However, there are a few limitations of the study. First, large numbers of patients in this trial had clopidogrel pre-exposure. Second, only patients younger than age 75 were included. In my opinion, the most important question is whether initial loading of ticagrelor with fibrinolysis would lead to better outcomes without increasing bleeding. I am comforted that even patients with pre-exposure to clopidogrel did not have greater bleeding risk with conversion to ticagrelor in the TREAT trial, bringing us one step closer to the ultimate question about outcome as stated above. We will await future investigations for this important question.

SECURE-PCI: Statins Evaluation in Coronary Procedures and Revascularization
By Germano Di Sciascio, MD, FACC
Campus Bio-Medico University of Rome
Rome, Italy

This is a randomized multicenter trial investigating the administration of high-dose atorvastatin in patients with acute coronary syndromes (ACS). The study was conducted in Brazil and enrolled a large number of patients (4,191) with STEMI (25%), non-STEMI (60%), and unstable angina (15%) who were randomized to receive 80 mg atorvastatin versus placebo before and 24 hours after an invasive strategy consisting of diagnostic angiography followed by PCI (65%), coronary artery bypass grafting (8%), or medical management (27%). All patients received 40 mg atorvastatin for 1 month thereafter, and the primary endpoint was 30-day major adverse cardiovascular events. The study was negative in the overall population; no benefit was demonstrated in the treatment arm versus the placebo arm (6.2 vs. 7.1%). However, statistical benefit was observed in the two thirds of patients who underwent PCI versus those who were medically managed (6.0 vs. 8.2%) and in the STEMI group (p = 0.01).
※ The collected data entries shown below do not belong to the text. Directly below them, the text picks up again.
/*!
# Points File Parsing

Parses the raw-points upload: a header line naming the (case-insensitive,
any-order) columns `id`, `X`, `Y`, followed by one point per line. The
delimiter is auto-detected (comma if the header line contains one,
otherwise tab), matching the contract `snap_points` is given.
*/

use crate::core::error::{Result, TourError};
use csv::ReaderBuilder;
use std::io::Cursor;

/// A raw, caller-supplied point before snapping.
#[derive(Debug, Clone, Copy, PartialEq)]
pub struct RawPoint {
    pub id: i64,
    pub x: f64,
    pub y: f64,
}

/// Parses `id,X,Y` (or tab-delimited) bytes into an ordered list of points.
///
/// # Errors
///
/// Returns [`TourError::BadPointsFile`] if the upload is empty, the header
/// is missing any of `id`/`X`/`Y`, or any row fails to parse as the
/// expected types.
pub fn parse_points(bytes: &[u8]) -> Result<Vec<RawPoint>> {
    let text = std::str::from_utf8(bytes)
        .map_err(|err| TourError::bad_points_file(format!("points file is not valid UTF-8: {err}")))?;

    let header_line = text
        .lines()
        .next()
        .ok_or_else(|| TourError::bad_points_file("points file is empty"))?;

    let delimiter = if header_line.contains(',') { b',' } else { b'\t' };

    let mut reader = ReaderBuilder::new()
        .delimiter(delimiter)
        .has_headers(true)
        .from_reader(Cursor::new(bytes));

    let headers = reader
        .headers()
        .map_err(|err| TourError::bad_points_file(format!("could not read header row: {err}")))?
        .clone();

    let find_column = |name: &str| -> Result<usize> {
        headers
            .iter()
            .position(|h| h.trim().eq_ignore_ascii_case(name))
            .ok_or_else(|| TourError::bad_points_file(format!("missing required column '{name}'")))
    };
    let id_col = find_column("id")?;
    let x_col = find_column("X")?;
    let y_col = find_column("Y")?;

    let mut points = Vec::new();
    for (row_number, record) in reader.records().enumerate() {
        let record = record.map_err(|err| {
            TourError::bad_points_file(format!("row {} could not be read: {err}", row_number + 2))
        })?;
        let parse_field = |col: usize, field: &str| -> Result<&str> {
            record.get(col).ok_or_else(|| {
                TourError::bad_points_file(format!(
                    "row {} is missing a value for '{field}'",
                    row_number + 2
                ))
            })
        };
        let id_str = parse_field(id_col, "id")?;
        let x_str = parse_field(x_col, "X")?;
        let y_str = parse_field(y_col, "Y")?;

        let id: i64 = id_str.trim().parse().map_err(|_| {
            TourError::bad_points_file(format!(
                "row {}: 'id' value '{id_str}' is not an integer",
                row_number + 2
            ))
        })?;
        let x: f64 = x_str.trim().parse().map_err(|_| {
            TourError::bad_points_file(format!(
                "row {}: 'X' value '{x_str}' is not a number",
                row_number + 2
            ))
        })?;
        let y: f64 = y_str.trim().parse().map_err(|_| {
            TourError::bad_points_file(format!(
                "row {}: 'Y' value '{y_str}' is not a number",
                row_number + 2
            ))
        })?;

        points.push(RawPoint { id, x, y });
    }

    if points.is_empty() {
        return Err(TourError::bad_points_file(
            "points file has a header but no data rows",
        ));
    }

    Ok(points)
}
The study does not clarify why 27% of patients did not receive PCI, which would be unusual in the United States, but we presume it was due to "not enough disease."

Previous smaller trials have demonstrated a cardioprotective effect of high-dose atorvastatin given prior to PCI in patients with stable angina (ARMYDA [Atorvastatin for Reduction of Myocardial Damage During Angioplasty]) and ACS (ARMYDA-ACS [Atorvastatin for Reduction of Myocardial Damage During Angioplasty-Acute Coronary Syndromes]) and for patients who are statin-naïve or in the background of chronic therapy (ARMYDA-RECAPTURE [Atorvastatin for Reduction of Myocardial Damage During Angioplasty-RECAPTURE]). Those studies utilized different protocols in a variety of clinical syndromes, with a consistent benefit essentially due to reduction of periprocedural MI, in patients already scheduled for elective or urgent PCI. This evidence provoked a Class IIa recommendation for administration of high-dose statins before PCI already in the 2011 ACCF/AHA/SCAI Guidelines for Percutaneous Coronary Intervention,2 with Level of Evidence A for statin-naïve patients and B for patients on chronic statin therapy, and a Class IIb Level of Evidence B in the 2011 ESC/EAS Guidelines for the management of dyslipidemias in the same year.3 ESC Guidelines for the management of acute myocardial infarction in patients presenting with ST-segment elevation also recommended "to initiate or continue high dose statins early after admission in all STEMI patients without contraindication or history of intolerance, regardless of initial cholesterol values" (Class IA).4 Thus, the concept of statin treatment in patients with ACS is not new, particularly in the milieu of the heightened inflammatory state of PCI. The authors have the merit of having investigated this concept in a larger randomized trial, and had they enrolled only patients undergoing PCI, the results would have been more meaningful; the present study's results were driven by the almost 1/3 of patients who did not undergo PCI. The significant benefit observed in the subgroup of patients with STEMI undergoing primary PCI is intriguing and deserves further specifically designed studies. The concept of administering a high-dose statin "at the first medical contact" in a patient with evolving MI, if further tested and proven beneficial, may strengthen existing guidelines and influence practice patterns.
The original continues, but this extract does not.